Петро пожал плечами:
— Не знаю. А что выгоним — ручаюсь… Зимних фашистов под Москвой крепко били? Что же этот, летний фриц, лучше, что ли? Понахальнее? Так мы всяких нахалов видали.
— Так и я объяснял ребятам, — сказал Топилин с улыбкой, — мол, все одно, будет время — погоним.
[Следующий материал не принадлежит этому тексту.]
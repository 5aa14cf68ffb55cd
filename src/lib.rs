#![deny(
    warnings,
    missing_copy_implementations,
    missing_debug_implementations,
    missing_docs
)]
//! A cave engine for [Boulder Dash](https://en.wikipedia.org/wiki/Boulder_Dash)
//! style games.
//!
//! A [cave::CaveTemplate] describes a cave the way it is authored: per level
//! parameters, a random fill and a list of drawing objects (or a fixed map).
//! [engine::bake] turns a template in to a [engine::CaveInstance] for one
//! play, and [types::SimulableCave::tick] advances that instance one frame
//! at a time. Baking and ticking are deterministic: the same template, level,
//! seed, configuration and inputs always give the same cave, which is what
//! [replay] relies on.
//!
//! The rules of several historical engines are available through
//! [engine::EngineConfig::for_engine]; the default follows this crate's own
//! rules. `cargo bench` times baking and ticking the caves in `fixtures/`.

use cave::CaveTemplate;

pub mod c64_random;
pub mod cave;
pub mod element;
pub mod engine;
pub mod error;
pub mod replay;
pub mod types;

/// Loads a fixture from a given string
pub fn cave_fixture(cave_fixture: &str) -> CaveTemplate {
    let c: Result<CaveTemplate, _> = serde_json::from_str(cave_fixture);
    c.expect("the json literal is valid")
}

#[cfg(test)]
mod tests {
    use super::*;
    use crate::engine::{bake, EngineConfig};
    use crate::types::{ElementQueryableCave, Level};
    use element::Element;

    #[test]
    fn test_fixtures_bake() {
        let config = EngineConfig::default();
        for fixture in [
            include_str!("../fixtures/rolling_stones.json"),
            include_str!("../fixtures/amoeba_pit.json"),
        ]
        .iter()
        {
            let template = cave_fixture(fixture);
            template.validate().unwrap();
            for level in Level::ALL.iter() {
                let cave = bake(&template, *level, 7, &config).unwrap();
                assert_eq!(cave.count_elements(|e| e == Element::Inbox), 1);
                assert_eq!(cave.element_at(types::Coordinate::new(0, 0)), Element::Steel);
            }
        }
    }
}
use super::{Element, Side};
use serde::{Deserialize, Serialize};

/// Sounds the engine asks the embedding application to play.
#[derive(Debug, Clone, Copy, PartialEq, Eq, Hash, Serialize, Deserialize)]
pub enum Sound {
    #[allow(missing_docs)]
    Walk,
    #[allow(missing_docs)]
    Dirt,
    #[allow(missing_docs)]
    DirtBall,
    #[allow(missing_docs)]
    Stone,
    #[allow(missing_docs)]
    MegaStone,
    #[allow(missing_docs)]
    Nut,
    #[allow(missing_docs)]
    NutCrack,
    #[allow(missing_docs)]
    NitroPack,
    /// a diamond landing
    Diamond,
    /// a diamond picked up
    DiamondCollect,
    #[allow(missing_docs)]
    Push,
    #[allow(missing_docs)]
    MagicWall,
    #[allow(missing_docs)]
    ExpandingWall,
    #[allow(missing_docs)]
    Amoeba,
    #[allow(missing_docs)]
    Slime,
    #[allow(missing_docs)]
    Acid,
    #[allow(missing_docs)]
    Water,
    #[allow(missing_docs)]
    Bladder,
    #[allow(missing_docs)]
    Replicator,
    #[allow(missing_docs)]
    Teleporter,
    #[allow(missing_docs)]
    Switch,
    #[allow(missing_docs)]
    Key,
    #[allow(missing_docs)]
    Door,
    #[allow(missing_docs)]
    Clock,
    #[allow(missing_docs)]
    Sweet,
    #[allow(missing_docs)]
    Pneumatic,
    #[allow(missing_docs)]
    Skeleton,
    #[allow(missing_docs)]
    Bomb,
    #[allow(missing_docs)]
    Explosion,
    /// the exit opened
    Crack,
    /// a cell being uncovered
    Cover,
    /// the player appearing from the inbox
    Hatching,
    /// one second of remaining time counted to score
    Bonus,
    /// the last seconds of the timer
    TimeoutWarning(u8),
    #[allow(missing_docs)]
    Timeout,
    #[allow(missing_docs)]
    GravityChange,
}

/// What the player is doing, as far as drawing goes.
#[derive(Debug, Clone, Copy, PartialEq, Eq)]
pub enum PlayerPose {
    #[allow(missing_docs)]
    Still,
    #[allow(missing_docs)]
    Walking(Side),
    #[allow(missing_docs)]
    Blinking,
    #[allow(missing_docs)]
    Tapping,
}

/// Instance wide state the renderer needs besides the cells.
#[derive(Debug, Clone, Copy, PartialEq, Eq)]
pub struct ViewState {
    /// number of ticks since the instance was baked
    pub frame: u32,
    #[allow(missing_docs)]
    pub player_pose: PlayerPose,
    /// set during the tick the exit opened, and the few after it
    pub flash: bool,
}

/// The drawable form of a cell. Some of these never exist in a cave.
#[derive(Debug, Clone, Copy, PartialEq, Eq)]
pub enum DisplayGlyph {
    /// the cell's element drawn as is
    Cell(Element),
    /// cell not uncovered yet
    Covered,
    #[allow(missing_docs)]
    PlayerStill,
    #[allow(missing_docs)]
    PlayerWalk(Side),
    #[allow(missing_docs)]
    PlayerBlink,
    #[allow(missing_docs)]
    PlayerTap,
    /// the inbox flashing before the player appears
    InboxFlash,
    /// the open outbox flashing
    OutboxFlash,
    /// the flash of the whole screen when the exit opens
    ScreenFlash,
}

impl DisplayGlyph {
    /// maps a cell to what should be drawn for it
    pub fn for_cell(element: Element, covered: bool, view: &ViewState) -> DisplayGlyph {
        if covered {
            return DisplayGlyph::Covered;
        }
        let blink = view.frame % 8 < 4;
        match element {
            Element::Player | Element::PlayerBomb => match view.player_pose {
                PlayerPose::Still => DisplayGlyph::PlayerStill,
                PlayerPose::Walking(side) => DisplayGlyph::PlayerWalk(side),
                PlayerPose::Blinking => DisplayGlyph::PlayerBlink,
                PlayerPose::Tapping => DisplayGlyph::PlayerTap,
            },
            Element::Inbox if blink => DisplayGlyph::InboxFlash,
            Element::Inbox => DisplayGlyph::Cell(Element::Steel),
            Element::Outbox if blink => DisplayGlyph::OutboxFlash,
            Element::PreOutbox => DisplayGlyph::Cell(Element::Steel),
            Element::PreInvisibleOutbox | Element::InvisibleOutbox => {
                DisplayGlyph::Cell(Element::Steel)
            }
            Element::Space if view.flash => DisplayGlyph::ScreenFlash,
            other => DisplayGlyph::Cell(other),
        }
    }
}
use crate::{
    element::Element,
    types::{Coordinate, ElementQueryableCave},
};

use super::CaveInstance;

impl ElementQueryableCave for CaveInstance {
    fn element_at(&self, pos: Coordinate) -> Element {
        self.map
            .wrap(pos, self.wrap)
            .and_then(|pos| self.map.get(pos))
            .map(|cell| cell.element)
            .unwrap_or(Element::Steel)
    }

    fn count_elements(&self, pred: impl Fn(Element) -> bool) -> usize {
        self.map.iter().filter(|cell| pred(cell.element)).count()
    }
}
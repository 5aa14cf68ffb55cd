use bd_cave_engine::cave::CaveTemplate;
use bd_cave_engine::engine::{bake, CaveInstance, EngineConfig};
use bd_cave_engine::types::{Direction, Level, PlayerInput, SimulableCave, TickInstruments};
use criterion::{black_box, criterion_group, criterion_main, Criterion};

#[derive(Debug)]
struct Instruments {}

impl TickInstruments for Instruments {
    fn observe_tick(&self, _: std::time::Duration) {}
}

fn load(fixture: &str) -> CaveTemplate {
    let t: Result<CaveTemplate, _> = serde_json::from_slice(fixture.as_bytes());
    t.expect("the json literal is valid")
}

/// an instance some way in to play, so the amoeba and creatures are moving
fn warmed_up(template: &CaveTemplate, config: &EngineConfig) -> CaveInstance {
    let mut cave = bake(template, Level::ONE, 7, config).expect("fixture bakes");
    for _ in 0..40 {
        cave.tick(config, PlayerInput::idle());
    }
    cave
}

fn bench_this(cave: &mut CaveInstance, config: &EngineConfig, instruments: &Instruments, ticks: usize) {
    for i in 0..ticks {
        let direction = Direction::MAIN[i % 4];
        cave.tick_instrumented(instruments, config, PlayerInput::moving(direction));
    }
}

fn tick_rolling_stones(c: &mut Criterion) {
    if std::env::var("BENCH_TRACE").is_ok() {
        tracing_subscriber::fmt::init();
    }
    let template = load(include_str!("../fixtures/rolling_stones.json"));
    let config = EngineConfig::default();
    let cave = warmed_up(&template, &config);
    let instruments = Instruments {};
    c.bench_function("tick rolling stones", |b| {
        b.iter_batched_ref(
            || cave.clone(),
            |cave| bench_this(black_box(cave), &config, &instruments, 1),
            criterion::BatchSize::SmallInput,
        )
    });
}

fn tick_amoeba_pit(c: &mut Criterion) {
    let template = load(include_str!("../fixtures/amoeba_pit.json"));
    let config = EngineConfig::default();
    let cave = warmed_up(&template, &config);
    let instruments = Instruments {};
    c.bench_function("tick amoeba pit x100", |b| {
        b.iter_batched_ref(
            || cave.clone(),
            |cave| bench_this(black_box(cave), &config, &instruments, 100),
            criterion::BatchSize::SmallInput,
        )
    });
}

criterion_group!(benches, tick_rolling_stones, tick_amoeba_pit);
criterion_main!(benches);
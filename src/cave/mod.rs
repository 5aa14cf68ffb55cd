//! Caves as they are authored: templates built from drawing objects or a
//! fixed map, and the cavesets that own them.
mod caveset;
mod map;
mod objects;
mod template;

pub use caveset::{CaveId, CaveSet};
pub use map::{CaveMap, WrapMode};
pub use objects::{
    CaveObject, FillEntry, LevelMask, MazeKind, ObjectId, StoredObject, MAX_FILL_ENTRIES,
};
pub use template::{
    CaveEffects, CaveTemplate, LevelParam, LevelParams, RandomFill, VisibleRegion,
    MAX_CAVE_SIZE, PROBABILITY_ONE,
};
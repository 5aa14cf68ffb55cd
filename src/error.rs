//! errors reported to the producers of caves, replays and configurations
use crate::cave::ObjectId;
use crate::element::Element;

/// A cave template or one of its objects is malformed.
#[derive(Debug, Clone, Copy, PartialEq, Eq, thiserror::Error)]
#[allow(missing_docs)]
pub enum TemplateError {
    #[error("level {0} is out of range, levels are 1 to 5")]
    InvalidLevel(u8),
    #[error("cave size {width}x{height} is invalid")]
    InvalidDimensions { width: i32, height: i32 },
    #[error("map is {actual_width}x{actual_height}, cave is {width}x{height}")]
    MapSizeMismatch {
        width: i32,
        height: i32,
        actual_width: i32,
        actual_height: i32,
    },
    #[error("invalid {object} object: {reason}")]
    InvalidObject {
        object: &'static str,
        reason: &'static str,
    },
    #[error("no object with id {0:?}")]
    UnknownObject(ObjectId),
    #[error("index {index} is out of range for {len} objects")]
    IndexOutOfRange { index: usize, len: usize },
    #[error("invalid character {0:?} in map")]
    InvalidMapCharacter(char),
    #[error("{param} cannot be {value}")]
    InvalidParameter { param: &'static str, value: i32 },
    #[error("element {0:?} has an out of range state")]
    InvalidElement(Element),
}

/// A template could not be turned in to a playable instance.
#[derive(Debug, Clone, Copy, PartialEq, Eq, thiserror::Error)]
#[allow(missing_docs)]
pub enum BakeError {
    #[error("cave has zero width or height")]
    EmptyCave,
    #[error("cave has no inbox and the engine requires one")]
    NoInbox,
    #[error("caveset has no caves to play")]
    NoCaves,
    #[error(transparent)]
    Template(#[from] TemplateError),
}

/// A replay could not be played back or does not match what it claims.
#[derive(Debug, Clone, Copy, PartialEq, Eq, thiserror::Error)]
#[allow(missing_docs)]
pub enum ReplayError {
    #[error("cave cannot be played: {0}")]
    Bake(#[from] BakeError),
    #[error("replay was recorded on a cave with checksum {recorded:08x}, this one has {actual:08x}")]
    ChecksumMismatch { recorded: u32, actual: u32 },
    #[error("replay claims score {recorded}, playing it gives {actual}")]
    ScoreMismatch { recorded: u32, actual: u32 },
    #[error("replay claims success {recorded}, playing it gives {actual}")]
    OutcomeMismatch { recorded: bool, actual: bool },
}

/// An engine configuration could not be read.
#[derive(Debug, thiserror::Error)]
#[allow(missing_docs)]
pub enum ConfigError {
    #[error("invalid engine configuration: {0}")]
    Json(#[from] serde_json::Error),
}
/// Store operations the posting saga needs
///
/// Backed by PostgreSQL in production; tests substitute an in-memory store
/// with failure injection.
#[async_trait]
pub trait PostingStore: Send + Sync {
    async fn receiving_line(&self, id: i64) -> AppResult<Option<ReceivingLine>>;
    async fn branch_code(&self, branch_id: i64) -> AppResult<Option<String>>;
    /// Number of ledger entries matching the fingerprint
    async fn matching_entries(&self, fingerprint: &EntryFingerprint) -> AppResult<i64>;
    /// Latest running balance for (product, branch code); zero when the
    /// ledger has no entry yet
    async fn latest_balance(&self, product_id: i64, branch_code: &str) -> AppResult<Decimal>;
    async fn insert_entry(&self, entry: &NewWarehouseEntry) -> AppResult<i64>;
    async fn delete_entry(&self, entry_id: i64) -> AppResult<()>;
    async fn order_lines(&self, po_number: &str) -> AppResult<Vec<ReceivingLine>>;
    async fn set_order_status(&self, po_number: &str, status: OrderStatus) -> AppResult<()>;
}

/// Saga steps in execution order
#[derive(Debug, Clone, Copy, PartialEq, Eq, Serialize)]
#[serde(rename_all = "snake_case")]
pub enum PostingStep {
    Validate,
    DuplicateCheck,
    ReadBalance,
    InsertEntry,
    OrderBarrier,
    UpdateOrderStatus,
    CompensateEntry,
}

impl PostingStep {
    pub fn as_str(&self) -> &'static str {
        match self {
            PostingStep::Validate => "validate",
            PostingStep::DuplicateCheck => "duplicate_check",
            PostingStep::ReadBalance => "read_balance",
            PostingStep::InsertEntry => "insert_entry",
            PostingStep::OrderBarrier => "order_barrier",
            PostingStep::UpdateOrderStatus => "update_order_status",
            PostingStep::CompensateEntry => "compensate_entry",
        }
    }
}

#[derive(Debug, Clone, Copy, PartialEq, Eq, Serialize)]
#[serde(rename_all = "snake_case")]
pub enum StepStatus {
    Completed,
    Failed,
}

/// One audit record per attempted step
#[derive(Debug, Clone, Serialize)]
pub struct StepRecord {
    pub step: PostingStep,
    pub status: StepStatus,
    #[serde(skip_serializing_if = "Option::is_none")]
    pub detail: Option<String>,
}

/// Terminal state of a posting attempt
#[derive(Debug, Clone, Copy, PartialEq, Eq, Serialize)]
#[serde(rename_all = "snake_case")]
pub enum PostingState {
    Committed,
    RolledBack,
}

/// Result of a committed posting
#[derive(Debug, Clone, Serialize)]
pub struct PostingOutcome {
    pub state: PostingState,
    pub entry_id: i64,
    /// True when this line completed its purchase order
    pub order_status_changed: bool,
    pub steps: Vec<StepRecord>,
}

#[derive(Debug, Default)]
struct SagaLog {
    steps: Vec<StepRecord>,
}

impl SagaLog {
    fn completed(&mut self, step: PostingStep) {
        self.steps.push(StepRecord {
            step,
            status: StepStatus::Completed,
            detail: None,
        });
    }

    fn completed_with(&mut self, step: PostingStep, detail: String) {
        self.steps.push(StepRecord {
            step,
            status: StepStatus::Completed,
            detail: Some(detail),
        });
    }

    fn failed(&mut self, step: PostingStep, detail: &str) {
        self.steps.push(StepRecord {
            step,
            status: StepStatus::Failed,
            detail: Some(detail.to_string()),
        });
    }
}

/// Validated inputs carried through the saga
struct PreparedLine {
    product_id: i64,
    branch_code: String,
    fingerprint: EntryFingerprint,
}

/// Posting transaction coordinator
pub struct PostingService<S: PostingStore> {
    store: S,
}

impl PostingService<PgPostingStore> {
    /// Create a PostingService backed by PostgreSQL
    pub fn new(db: PgPool) -> Self {
        Self {
            store: PgPostingStore::new(db),
        }
    }
}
В широком, густо заросшем овраге расположились многолюдным и шумливым табором подразделения, обозы, медсанбат. Пахло нагретым железом, кожаной сбруей. Бойцам выдавали сухой паек, махорку. Тут же, собрав ветки и траву, они разводили огонь. Сидя на корточках подле котелков, поджидали, пока закипит вода.
Петро, отдав нужные приказания, снял сапоги, гимнастерку и помылся у ручейка. Холодная вода освежила его. Он с наслаждением прилег на траву, вытянул ноги.
— Ну, Яша, — говорил кто-то рядом, в кустах, — чего же ты хвалился? У меня, на Дону, увидите, мол… А глядеть нечего. Что тут хорошего? Лягушата, и те махонькие, землистые.
— Мы еще не возле Дона. Тут земля, верно, хреноватая… Ну, да и ее в порядок приведут, не бойся…
Петро узнал голоса Топилина и Шубина.
— …Ты вот плотину поглядишь, какую на Маныче построили, — продолжал Топилин. — Я сам от колхоза землекопом был наряжен. Три месяца лопатой да киркой орудовал. А на сады погляди да на степи… Красненьких лучше, чем у нас, на всем свете не найдешь.
— Что за красненькие?
— Ну, томаты. Помидоры, сказать…
— А ты что, Топилин, по всему свету ездил и перепробовал все красненькие, чьи, мол, лучше? — подал кто-то голос.
— Арбузы ажиновские покушай или виноград… — продолжал Топилин, оставив ядовитый вопрос без ответа. — Пушкин о вине нашем стихи сочинил.
— Приплел… То ж про цимлянское он писал, — произнес все тот же задиристый и язвительный голос.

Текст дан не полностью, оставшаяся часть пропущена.